Lighting Tutorial¶
Point Lights¶
Point lights can be used to illuminate the clouds. Because of the relative scale of clouds compared to the scene, the intensity of the light must be very large in order to have a visible effect.
Unreal¶
This can be done with the SetPointLight Blueprint node. Attach one of your point lights in the scene to our Set Point Light function, allowing trueSKY to take the properties and apply it to the clouds.
If you do not have a PointLight actor, you can use SetPointLightSource to create a new point light and individually apply the position, colour and intensity of a light to the clouds.
Brightness Power¶
The sky at sunrise can be less than one quarter as bright as at noon. Moonlight is hundreds of times dimmer than sunlight. Starlight is much dimmer still. The human eye adjusts to a very wide range of light conditions, but for rendering we usually apply a brightness, or exposure level, to make dark scenes visible and bright scenes clear.
The Brightness Power value for a sky sequence adjusts the light levels to compensate for this large variation by introducing a power function.
If the Power is 1.0, there is no adjustment. If it is 0.5, it will be a square-root dependence, e.g. a light 4 times dimmer than daylight would appear only half as dim, and so on.
Physical Units (trueSKY 4.1 onward)¶
trueSKY is a physically-based renderer, which means that the light and colour values generated correspond to true physical properties. The pixel colours rendered to a view are spectral radiance values. However, to keep the numbers from getting too high or low, a global adjustment is applied. This is because numerical accuracy would be lost, particularly for very dark night-time scenes, if we kept the same scale at all times. The Sky property “Brightness Power” controls this adjustment - if equal to one, there is no adjustment. Values smaller than one reduce the range of outputs - brightening dark skies and dimming very bright skies. To obtain the current value of the multiplier, use the Blueprint function “GetReferenceSpectralRadiance”. Then you can use the calculation:
spectral radiance (watts/square metre/steradian/nm) = pixel value * reference spectral radiance
You can use this value to calibrate the other lights in your scene. Say you have a point light representing an electric bulb. The brightness of this light would in reality be constant. But because trueSKY adjusts the physical value of a pixel as time passes, you must compensate for this by scaling the intensity of the bulb by the inverse of the reference radiance.

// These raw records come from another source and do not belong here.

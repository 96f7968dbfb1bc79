//! The SoftLayer operations VLAN provisioning depends on.

use crate::models::{
    BillingItem, Hardware, Location, NetworkVlan, OrderReceipt, ProductItem, ProductPackage,
    VlanOrder,
};
use crate::Result;
use async_trait::async_trait;
use softlayer_core::ids::{BillingItemId, OrderId, PackageId, VlanId};
use softlayer_core::query::ObjectMask;

/// Account, network, catalog and billing calls against SoftLayer.
///
/// Implementations return [`softlayer_core::Error::NotFound`] for missing objects and
/// [`softlayer_core::Error::ResourcesAttached`] when a cancellation is refused because
/// servers are still on the VLAN.
#[cfg_attr(any(test, feature = "mock"), mockall::automock)]
#[async_trait]
pub trait SoftLayerApi: Send + Sync {
    /// Look up a datacenter by short name.
    async fn get_datacenter_by_name(&self, name: &str) -> Result<Location>;

    /// Look up the first catalog package whose type key name is `package_type`.
    async fn get_package_by_type(&self, package_type: &str) -> Result<ProductPackage>;

    /// List a package's items with their prices, in catalog order.
    async fn get_package_items(&self, package_id: PackageId) -> Result<Vec<ProductItem>>;

    /// Place a VLAN order. Not idempotent.
    async fn place_vlan_order(&self, order: &VlanOrder) -> Result<OrderReceipt>;

    /// List the account's VLANs created by `order_id`.
    async fn list_vlans_by_order(&self, order_id: OrderId) -> Result<Vec<NetworkVlan>>;

    /// Fetch a VLAN projected through `mask`.
    async fn get_vlan(&self, vlan_id: VlanId, mask: &ObjectMask) -> Result<NetworkVlan>;

    /// Set a VLAN's name.
    async fn rename_vlan(&self, vlan_id: VlanId, name: &str) -> Result<()>;

    /// Fetch a VLAN's billing item; `None` when the VLAN has none.
    async fn get_vlan_billing_item(&self, vlan_id: VlanId) -> Result<Option<BillingItem>>;

    /// Cancel a billing item immediately.
    async fn cancel_billing_item(&self, billing_item_id: BillingItemId) -> Result<()>;

    /// Look up a router on the account by hostname.
    async fn get_router_by_hostname(&self, hostname: &str) -> Result<Hardware>;
}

Using the spectral radiance value to modulate the intensity of lights in the scene.
So the light appears to get brighter as day turns to night. You can get the same effect using Unreal’s Eye Adaptation (Auto Exposure). But because this is a post-process effect, it cannot cope with very dark scenes - you may see banding in the sky colours due to the low numerical accuracy of very small numbers.

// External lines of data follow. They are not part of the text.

//! VLAN lifecycle controller.
//!
//! [`VlanResource`] composes the order builder, the order waiter and the reconciler into
//! the create, read, update, delete, exists and import entry points.

use crate::order::{OrderBuilder, OrderRequest};
use crate::reconcile::{apply_vlan, vlan_mask};
use crate::record::VlanRecord;
use crate::waiter::OrderWaiter;
use softlayer_api::SoftLayerApi;
use softlayer_core::config::ProvisioningConfig;
use softlayer_core::ids::VlanId;
use softlayer_core::query::ObjectMask;
use softlayer_core::{Error, Result};
use std::sync::Arc;
use tokio::time::sleep;
use tokio_util::sync::CancellationToken;
use tracing::{debug, error, info};

/// Manages SoftLayer VLANs on behalf of a declarative record.
#[derive(Clone)]
pub struct VlanResource {
    api: Arc<dyn SoftLayerApi>,
    config: ProvisioningConfig,
    cancel: CancellationToken,
}

impl VlanResource {
    /// Creates a controller with default provisioning timings.
    #[must_use]
    pub fn new(api: Arc<dyn SoftLayerApi>) -> Self {
        Self {
            api,
            config: ProvisioningConfig::default(),
            cancel: CancellationToken::new(),
        }
    }

    /// Overrides the provisioning timings.
    #[must_use]
    pub fn with_config(mut self, config: ProvisioningConfig) -> Self {
        self.config = config;
        self
    }

    /// Uses `cancel` to abort order waits and delete backoffs.
    #[must_use]
    pub fn with_cancellation(mut self, cancel: CancellationToken) -> Self {
        self.cancel = cancel;
        self
    }

    /// Token that aborts in-flight waits when cancelled.
    #[must_use]
    pub fn cancellation_token(&self) -> CancellationToken {
        self.cancel.clone()
    }

    /// Orders a VLAN for `record`, waits for it, names it and reads it back.
    ///
    /// # Errors
    ///
    /// Returns validation errors before any remote call, then any order, wait, rename or
    /// read error with operation context.
    pub async fn create(&self, record: &mut VlanRecord) -> Result<()> {
        record.validate()?;
        let request = OrderRequest {
            datacenter: &record.datacenter,
            vlan_type: record.parsed_type()?,
            subnet_size: record.subnet_size,
            router_hostname: record.requested_router(),
        };

        let order = OrderBuilder::new(self.api.as_ref())
            .build_with_fallback(&request)
            .await?;
        info!(
            datacenter = %record.datacenter,
            vlan_type = %record.vlan_type,
            package = %order.package_id,
            "Creating vlan"
        );

        let receipt = self
            .api
            .place_vlan_order(&order)
            .await
            .map_err(|err| surfaced(err.with_context("creating vlan")))?;
        let order_id = receipt.order_id.ok_or_else(|| Error::RemoteError {
            code: "placeOrder".to_string(),
            message: "creating vlan: order receipt carries no order id".to_string(),
        })?;
        info!(order = %order_id, "Vlan order placed");

        let vlan = OrderWaiter::new(self.api.as_ref(), self.config.order_wait)
            .with_cancellation(self.cancel.clone())
            .wait(order_id)
            .await
            .map_err(|err| {
                surfaced(err.with_context(format!("waiting for vlan order {order_id}")))
            })?;

        if !record.name.is_empty() {
            self.api
                .rename_vlan(vlan.id, &record.name)
                .await
                .map_err(|err| surfaced(err.with_context(format!("naming vlan {}", vlan.id))))?;
        }

        record.id = Some(vlan.id.to_string());
        info!(vlan = %vlan.id, "Vlan created");
        self.read(record).await
    }

    /// Refreshes every computed field of `record` from SoftLayer.
    ///
    /// # Errors
    ///
    /// Returns [`Error::ValidationError`] for a non-integer id, or the fetch error with
    /// context. A missing VLAN is not treated differently from any other failure here.
    pub async fn read(&self, record: &mut VlanRecord) -> Result<()> {
        let vlan_id = record.vlan_id()?;
        let vlan = self
            .api
            .get_vlan(vlan_id, &vlan_mask())
            .await
            .map_err(|err| surfaced(err.with_context(format!("retrieving vlan {vlan_id}"))))?;
        apply_vlan(record, &vlan);
        Ok(())
    }

    /// Applies a name change, then reads the VLAN back.
    ///
    /// `prior` is the record as last read. Only `name` is compared.
    ///
    /// # Errors
    ///
    /// Returns the rename or read error with context.
    pub async fn update(&self, record: &mut VlanRecord, prior: &VlanRecord) -> Result<()> {
        let vlan_id = record.vlan_id()?;
        if record.name != prior.name {
            info!(vlan = %vlan_id, name = %record.name, "Renaming vlan");
            self.api
                .rename_vlan(vlan_id, &record.name)
                .await
                .map_err(|err| surfaced(err.with_context(format!("updating vlan {vlan_id}"))))?;
        }
        self.read(record).await
    }

    /// Cancels the VLAN's billing item.
    ///
    /// A VLAN without a billing item is managed by SoftLayer and is only forgotten locally.
    /// Cancellation refused because servers are still attached is retried after a fixed
    /// backoff, up to the configured number of retries.
    ///
    /// # Errors
    ///
    /// Returns any other cancellation error, the last refusal once retries are exhausted,
    /// or [`Error::Cancelled`] if the cancellation token fires during a backoff.
    pub async fn delete(&self, record: &VlanRecord) -> Result<()> {
        let vlan_id = record.vlan_id()?;
        let billing_item = self
            .api
            .get_vlan_billing_item(vlan_id)
            .await
            .map_err(|err| err.with_context(format!("deleting vlan {vlan_id}")))?;

        let Some(billing_item_id) = billing_item.and_then(|item| item.id) else {
            info!(vlan = %vlan_id, "Vlan is managed by SoftLayer, removing it locally only");
            return Ok(());
        };

        let retry = self.config.cancel_retry;
        let mut retries = 0;
        loop {
            match self.api.cancel_billing_item(billing_item_id).await {
                Ok(()) => {
                    info!(vlan = %vlan_id, billing_item = %billing_item_id, "Vlan cancelled");
                    return Ok(());
                }
                Err(err) if err.is_resources_attached() && retries < retry.max_retries => {
                    retries += 1;
                    info!("VLAN {vlan_id} still has servers. Waiting to delete...");
                    debug!(retries, backoff = ?retry.backoff(), "Waiting before retrying cancellation");
                    tokio::select! {
                        biased;
                        () = self.cancel.cancelled() => {
                            return Err(Error::Cancelled(format!(
                                "stopped deleting vlan {vlan_id}"
                            )));
                        }
                        () = sleep(retry.backoff()) => {}
                    }
                }
                Err(err) => {
                    return Err(surfaced(err.with_context(format!("deleting vlan {vlan_id}"))));
                }
            }
        }
    }

    /// Reports whether the VLAN in `record` still exists.
    ///
    /// # Errors
    ///
    /// Returns any fetch error other than not-found.
    pub async fn exists(&self, record: &VlanRecord) -> Result<bool> {
        let vlan_id = record.vlan_id()?;
        match self.api.get_vlan(vlan_id, &ObjectMask::new("id")).await {
            Ok(vlan) => Ok(vlan.id == vlan_id),
            Err(err) if err.is_not_found() => Ok(false),
            Err(err) => Err(err.with_context(format!("checking vlan {vlan_id}"))),
        }
    }

    /// Builds a record for an existing VLAN.
    ///
    /// # Errors
    ///
    /// Returns [`Error::ValidationError`] for a non-integer id, or the read error.
    pub async fn import(&self, id: &str) -> Result<VlanRecord> {
        let vlan_id = VlanId::parse_str(id)?;
        let mut record = VlanRecord::with_id(vlan_id.to_string());
        self.read(&mut record).await?;
        Ok(record)
    }
}

/// Logs errors that need operator attention before handing them back.
fn surfaced(err: Error) -> Error {
    if err.should_log() {
        error!(code = err.error_code(), error = %err, "Vlan operation failed");
    }
    err
}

Spectral radiance example: Day
Spectral radiance example: Sunset
Spectral radiance example: Night
Light Units¶
If you would like to use Lux for your light units, so direct light is over 100k, you will need to switch to Photometric Units. This is done under the Lighting Section on the trueSKYActor, in the additional drop down tab. This will make your scene unbearably bright unless you know how to adjust Unreal’s Exposure settings. When using Lux, make sure to set the Brightness Power to 1 to remove the Adjustment, and be aware of the size of your Irradiance Values. This is a work in progress.
Transparency¶
In a material that uses transparency, insert the trueSKYTransparencyModifier function between the inputs and the final output node:
Using the trueSKYTransparencyModifier material function to modulate the material output values
Unity Usage¶
To do so, access the trueSKY object and call:
public void SetPointLight(int id, Vector3 pos, float min_radius, float max_radius, Vector3 irradiance)
This function will map point lights to the given id, so it can be called to both create a point light and to change the values of an existing point light.